The cytoplasm of acinar cells shows numerous electron dense zymogen granules (a), which are positive for trypsin (b). Some cells showed in the cytoplasm, zymogen granules and alpha-type secretory granules (c), with typical electron dense core and clear halo (inset). Double label electron microscopy immunocytochemistry (d) demonstrated that alpha-type secretory granules were glucagon-positive (glucagon immunoreactivity identified with 12 nm colloidal gold), while zymogen granules were positive for trypsin (trypsin-immunoreactivity is evidenced with 18 nm colloidal gold). Moreover, other cells presented in the cytoplasm zymogen granules were crystalline beta-type secretory granules (some indicated with arrows) (e).

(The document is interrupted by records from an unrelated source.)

impl Session {
    /// Apply one inbound event from `connection`
    pub fn handle(&mut self, connection: &str, event: Inbound) -> Vec<Outbound> {
        let mut fx = Effects::default();

        match event {
            Inbound::Disconnected => self.on_disconnect(connection, &mut fx),

            Inbound::Client(msg) => {
                // Restore has its own failure message
                let rejection: fn(&GameError) -> ServerMessage =
                    if matches!(msg, ClientMessage::RestoreSession { .. }) {
                        ServerMessage::restore_failed
                    } else {
                        ServerMessage::error
                    };

                let result = match msg {
                    ClientMessage::RestoreSession { durable_id } => {
                        self.restore_session(connection, &durable_id, &mut fx)
                    }
                    ClientMessage::Join {
                        display_name,
                        durable_id,
                    } => self.join(connection, &display_name, durable_id.as_deref(), &mut fx),
                    ClientMessage::SubmitAnswer { text } => {
                        self.submit_answer(connection, &text, &mut fx)
                    }
                    ClientMessage::Leave => self.leave(connection, &mut fx),
                    ClientMessage::StartRound => self.start_round(connection, &mut fx),
                    ClientMessage::AdvanceReveal => self.advance_reveal(connection, &mut fx),
                    ClientMessage::NextRound => self.next_round(connection, &mut fx),
                };

                if let Err(e) = result {
                    tracing::warn!("Rejected action from {}: {}", connection, e);
                    fx.send(connection, rejection(&e));
                }
            }
        }

        fx.0
    }

    fn join(
        &mut self,
        connection: &str,
        display_name: &str,
        durable_id: Option<&str>,
        fx: &mut Effects,
    ) -> Result<(), GameError> {
        let by_connection = self.registry.key_for_connection(connection);
        let by_durable = durable_id.and_then(|id| self.registry.key_for_durable(id));
        let joining = match (by_connection, by_durable) {
            (Some(current), Some(other)) if current != other => {
                return Err(GameError::AlreadyJoined)
            }
            (Some(current), _) => Some(current),
            (None, known) => known,
        };

        // A returning identity keeps the name it first joined with
        let known = joining
            .and_then(|key| self.registry.get(key))
            .map(|p| (p.durable_id().clone(), p.display_name().to_string()));
        let (durable_id, name) = match known {
            Some((id, name)) => (Some(id), name),
            None => (None, normalize_name(display_name)?),
        };

        self.roster()
            .admit(&name, joining, self.config.max_players)?;

        let binding = self
            .registry
            .bind(durable_id.as_deref(), connection.to_string(), name.clone());

        tracing::info!(
            "Player {:?} joined on {} ({})",
            name,
            connection,
            if binding.minted { "new" } else { "returning" }
        );

        fx.send(
            connection,
            ServerMessage::JoinAccepted {
                durable_id: binding.durable_id.clone(),
                name,
            },
        );
        self.after_attach(connection, &binding, fx);
        Ok(())
    }

    fn restore_session(
        &mut self,
        connection: &str,
        durable_id: &str,
        fx: &mut Effects,
    ) -> Result<(), GameError> {
        let key = self
            .registry
            .key_for_durable(durable_id)
            .ok_or(GameError::NoSuchSession)?;
        if let Some(current) = self.registry.key_for_connection(connection) {
            if current != key {
                return Err(GameError::AlreadyJoined);
            }
        }

        let name = self
            .registry
            .get(key)
            .map(|p| p.display_name().to_string())
            .ok_or(GameError::NoSuchSession)?;
        self.roster()
            .admit(&name, Some(key), self.config.max_players)?;

        let binding = self.registry.restore(durable_id, connection.to_string())?;
        tracing::info!("Player {:?} restored on {}", name, connection);

        fx.send(
            connection,
            ServerMessage::SessionRestored {
                durable_id: binding.durable_id.clone(),
                name,
                connection_id: connection.to_string(),
            },
        );
        self.after_attach(connection, &binding, fx);
        Ok(())
    }

    /// Host hand-over, roster broadcast and round catch-up for a player that
    /// was just bound to `connection`
    fn after_attach(&mut self, connection: &str, binding: &Binding, fx: &mut Effects) {
        // The host role belongs to the player, so it follows them
        let mut change = match &binding.replaced_connection {
            Some(old) => self.host.transfer(old, connection),
            None => HostChange::Unchanged,
        };
        if !change.changed() {
            change = self.host.claim_if_vacant(connection);
        }
        if let HostChange::Elected(id) = change {
            tracing::info!("Host is now {}", id);
            fx.broadcast(ServerMessage::HostChanged {
                new_host_id: Some(id),
            });
        }

        self.broadcast_roster(fx);

        match self.round.phase() {
            Phase::Lobby => {}
            Phase::AskingQuestion => {
                if let Some((prompt, is_imposter)) = self.round.prompt_for(&binding.durable_id) {
                    fx.send(
                        connection,
                        ServerMessage::RoundStarted {
                            round_number: self.round.round_number(),
                            prompt_text: prompt.to_string(),
                            is_imposter,
                            phase: Phase::AskingQuestion,
                        },
                    );
                }
                if binding.was_bound {
                    fx.send(connection, self.progress());
                } else {
                    // The total changed for everyone
                    fx.broadcast(self.progress());
                }
            }
            Phase::Revealing => {
                fx.send(connection, self.phase_changed());
                if let Some(reveal) = self.round.current_reveal() {
                    fx.send(connection, answers_revealed(reveal));
                }
            }
            Phase::RoundEnded => fx.send(connection, self.phase_changed()),
        }
    }

    fn submit_answer(
        &mut self,
        connection: &str,
        text: &str,
        fx: &mut Effects,
    ) -> Result<(), GameError> {
        check_transition(self.round.phase(), RoundAction::SubmitAnswer)?;
        let (durable_id, name) = self
            .registry
            .resolve(connection)
            .map(|p| (p.durable_id().clone(), p.display_name().to_string()))
            .ok_or(GameError::NotAcceptingAnswers)?;

        let submitted =
            self.round
                .submit_answer(&durable_id, &name, text, self.config.max_answer_chars)?;
        tracing::info!(
            "Answer {}/{} received from {:?}",
            submitted,
            self.roster().len(),
            name
        );

        fx.broadcast(self.progress());
        self.reveal_if_complete(fx);
        Ok(())
    }

    fn start_round(&mut self, connection: &str, fx: &mut Effects) -> Result<(), GameError> {
        self.require_host(connection, RoundAction::Start)?;
        check_transition(self.round.phase(), RoundAction::Start)?;
        self.begin_round(connection, fx);
        Ok(())
    }

    fn next_round(&mut self, connection: &str, fx: &mut Effects) -> Result<(), GameError> {
        self.require_host(connection, RoundAction::NextRound)?;
        check_transition(self.round.phase(), RoundAction::NextRound)?;
        self.begin_round(connection, fx);
        Ok(())
    }

    fn advance_reveal(&mut self, connection: &str, fx: &mut Effects) -> Result<(), GameError> {
        self.require_host(connection, RoundAction::AdvanceReveal)?;
        let text = self.round.advance_reveal()?;
        tracing::info!("Round {} ended", self.round.round_number());

        fx.broadcast(ServerMessage::SpeakText { text });
        fx.broadcast(self.phase_changed());
        Ok(())
    }

    fn leave(&mut self, connection: &str, fx: &mut Effects) -> Result<(), GameError> {
        if self.registry.key_for_connection(connection).is_none() {
            return Err(GameError::NotJoined);
        }
        self.depart(connection, true, fx);
        Ok(())
    }

    fn on_disconnect(&mut self, connection: &str, fx: &mut Effects) {
        // Players that dropped earlier had their chance to come back
        let swept = self.registry.sweep_detached();
        if swept > 0 {
            tracing::debug!("Purged {} detached players", swept);
        }
        self.depart(connection, false, fx);
    }

    fn require_host(&self, connection: &str, action: RoundAction) -> Result<(), GameError> {
        if self.host.is_host(connection) {
            Ok(())
        } else {
            Err(GameError::NotHost(action.describe()))
        }
    }

    /// Runs the round start for the host at `requester`. Failures are not
    /// rejections: they force the session back to the lobby.
    fn begin_round(&mut self, requester: &str, fx: &mut Effects) {
        let members = self.roster().durable_ids();
        let start = match self.round.begin(
            &members,
            self.config.min_players,
            &self.questions,
            &mut self.rng,
        ) {
            Ok(start) => start,
            Err(e) => {
                fx.send(requester, ServerMessage::error(&e));
                if e.is_fatal() {
                    tracing::error!("Cannot start round: {}", e);
                    self.reset();
                } else {
                    tracing::warn!("Cannot start round: {}", e);
                    self.return_to_lobby();
                }
                fx.broadcast(self.phase_changed());
                return;
            }
        };

        tracing::info!(
            round = start.round_number,
            question = start.question.id,
            players = members.len(),
            "Round started"
        );

        for (_, player) in self.roster().members() {
            let Some(connection) = player.connection() else {
                continue;
            };
            let is_imposter = *player.durable_id() == start.imposter;
            let prompt = if is_imposter {
                &start.question.imposter_prompt
            } else {
                &start.question.normal_prompt
            };
            fx.send(
                connection,
                ServerMessage::RoundStarted {
                    round_number: start.round_number,
                    prompt_text: prompt.clone(),
                    is_imposter,
                    phase: Phase::AskingQuestion,
                },
            );
        }

        fx.broadcast(ServerMessage::RoundStartedPublic {
            round_number: start.round_number,
            phase: Phase::AskingQuestion,
            host_id: self.host().cloned(),
        });
    }

    /// Unbind `connection` and reconcile the round, host and roster.
    /// `purge` destroys the identity instead of keeping it restorable.
    fn depart(&mut self, connection: &str, purge: bool, fx: &mut Effects) {
        let Some(key) = self.registry.unbind(connection) else {
            tracing::debug!("Connection {} closed without a player", connection);
            return;
        };
        let Some((durable_id, name)) = self
            .registry
            .get(key)
            .map(|p| (p.durable_id().clone(), p.display_name().to_string()))
        else {
            return;
        };
        if purge {
            self.registry.purge(key);
        }
        tracing::info!(
            "Player {:?} {}",
            name,
            if purge { "left" } else { "disconnected" }
        );

        if self.round.phase() == Phase::AskingQuestion && self.round.purge_answer(&durable_id) {
            tracing::debug!("Discarded answer of {:?}", name);
        }

        if self.roster().is_empty() {
            if self.host.clear().changed() {
                fx.broadcast(ServerMessage::HostChanged { new_host_id: None });
            }
            if self.round.phase() != Phase::Lobby {
                self.reset();
                fx.broadcast(self.phase_changed());
            }
            self.broadcast_roster(fx);
            return;
        }

        if let HostChange::Elected(id) = self.host.reelect(connection, &Roster::new(&self.registry))
        {
            tracing::info!("Host left, {} is the new host", id);
            fx.broadcast(ServerMessage::HostChanged {
                new_host_id: Some(id),
            });
        }

        self.broadcast_roster(fx);

        if self.round.phase() == Phase::AskingQuestion && !self.reveal_if_complete(fx) {
            fx.broadcast(self.progress());
        }
    }

    /// Reveal the answers if every present player has one in. Returns
    /// whether the reveal happened.
    fn reveal_if_complete(&mut self, fx: &mut Effects) -> bool {
        if !self.round.is_complete(self.roster().len()) {
            return false;
        }
        match self.round.reveal() {
            Some(reveal) => {
                tracing::info!(
                    "All {} answers in, revealing round {}",
                    reveal.answers.len(),
                    self.round.round_number()
                );
                fx.broadcast(answers_revealed(reveal));
                true
            }
            None => false,
        }
    }

    fn progress(&self) -> ServerMessage {
        ServerMessage::AnswerProgress {
            submitted_count: self.round.answers().len(),
            total_players: self.roster().len(),
        }
    }

    fn phase_changed(&self) -> ServerMessage {
        ServerMessage::PhaseChanged {
            phase: self.phase(),
            host_id: self.host().cloned(),
        }
    }

    fn broadcast_roster(&self, fx: &mut Effects) {
        fx.broadcast(ServerMessage::RosterUpdate {
            players: self.roster().summaries(),
            host_id: self.host().cloned(),
            phase: self.phase(),
        });
    }
}
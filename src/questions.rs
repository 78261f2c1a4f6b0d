//! Read-only question bank, loaded once at startup

use crate::types::{Question, QuestionId};
use std::collections::HashSet;
use std::path::Path;

const BUILTIN_QUESTIONS: &str = include_str!("../data/questions.json");

#[derive(Debug, thiserror::Error)]
pub enum QuestionLoadError {
    #[error("Failed to read question file: {0}")]
    Io(#[from] std::io::Error),

    #[error("Invalid question file: {0}")]
    Parse(#[from] serde_json::Error),

    #[error("Question {0} has an empty prompt")]
    EmptyPrompt(QuestionId),

    #[error("Duplicate question id {0}")]
    DuplicateId(QuestionId),
}

#[derive(Debug, Clone, Default)]
pub struct QuestionBank {
    questions: Vec<Question>,
}

impl QuestionBank {
    /// Build a bank, rejecting blank prompts and duplicate ids.
    /// An empty list is allowed; starting a round will fail instead.
    pub fn new(questions: Vec<Question>) -> Result<Self, QuestionLoadError> {
        let mut seen = HashSet::new();
        for q in &questions {
            if q.normal_prompt.trim().is_empty() || q.imposter_prompt.trim().is_empty() {
                return Err(QuestionLoadError::EmptyPrompt(q.id));
            }
            if !seen.insert(q.id) {
                return Err(QuestionLoadError::DuplicateId(q.id));
            }
        }
        Ok(Self { questions })
    }

    pub fn from_json(json: &str) -> Result<Self, QuestionLoadError> {
        Self::new(serde_json::from_str(json)?)
    }

    pub fn from_path(path: &Path) -> Result<Self, QuestionLoadError> {
        Self::from_json(&std::fs::read_to_string(path)?)
    }

    /// The question set compiled into the binary
    pub fn builtin() -> Result<Self, QuestionLoadError> {
        Self::from_json(BUILTIN_QUESTIONS)
    }

    /// Load from `path` if given, otherwise use the built-in set
    pub fn load(path: Option<&Path>) -> Result<Self, QuestionLoadError> {
        let bank = match path {
            Some(p) => Self::from_path(p)?,
            None => Self::builtin()?,
        };
        tracing::info!(
            "Loaded {} questions from {}",
            bank.len(),
            path.map(|p| p.display().to_string())
                .unwrap_or_else(|| "built-in set".to_string())
        );
        Ok(bank)
    }

    pub fn questions(&self) -> &[Question] {
        &self.questions
    }

    pub fn len(&self) -> usize {
        self.questions.len()
    }

    pub fn is_empty(&self) -> bool {
        self.questions.is_empty()
    }
}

Double label electron microscopy immunocytochemistry (f) demonstrated that beta-type secretory granules were insulin-positive (insulin immunoreactivity identified with 12 nm colloidal gold), while zymogen granules were positive for trypsin (trypsin-immunoreactivity is evidenced with 18 nm colloidal gold). In tissues processed for electron microscopy immunocytochemistry (embedded in London White Resin, without post-fixation in 1% osmium tetroxide) zymogen granules appear clearer than that observed in tissue processed for conventional electron microscopy.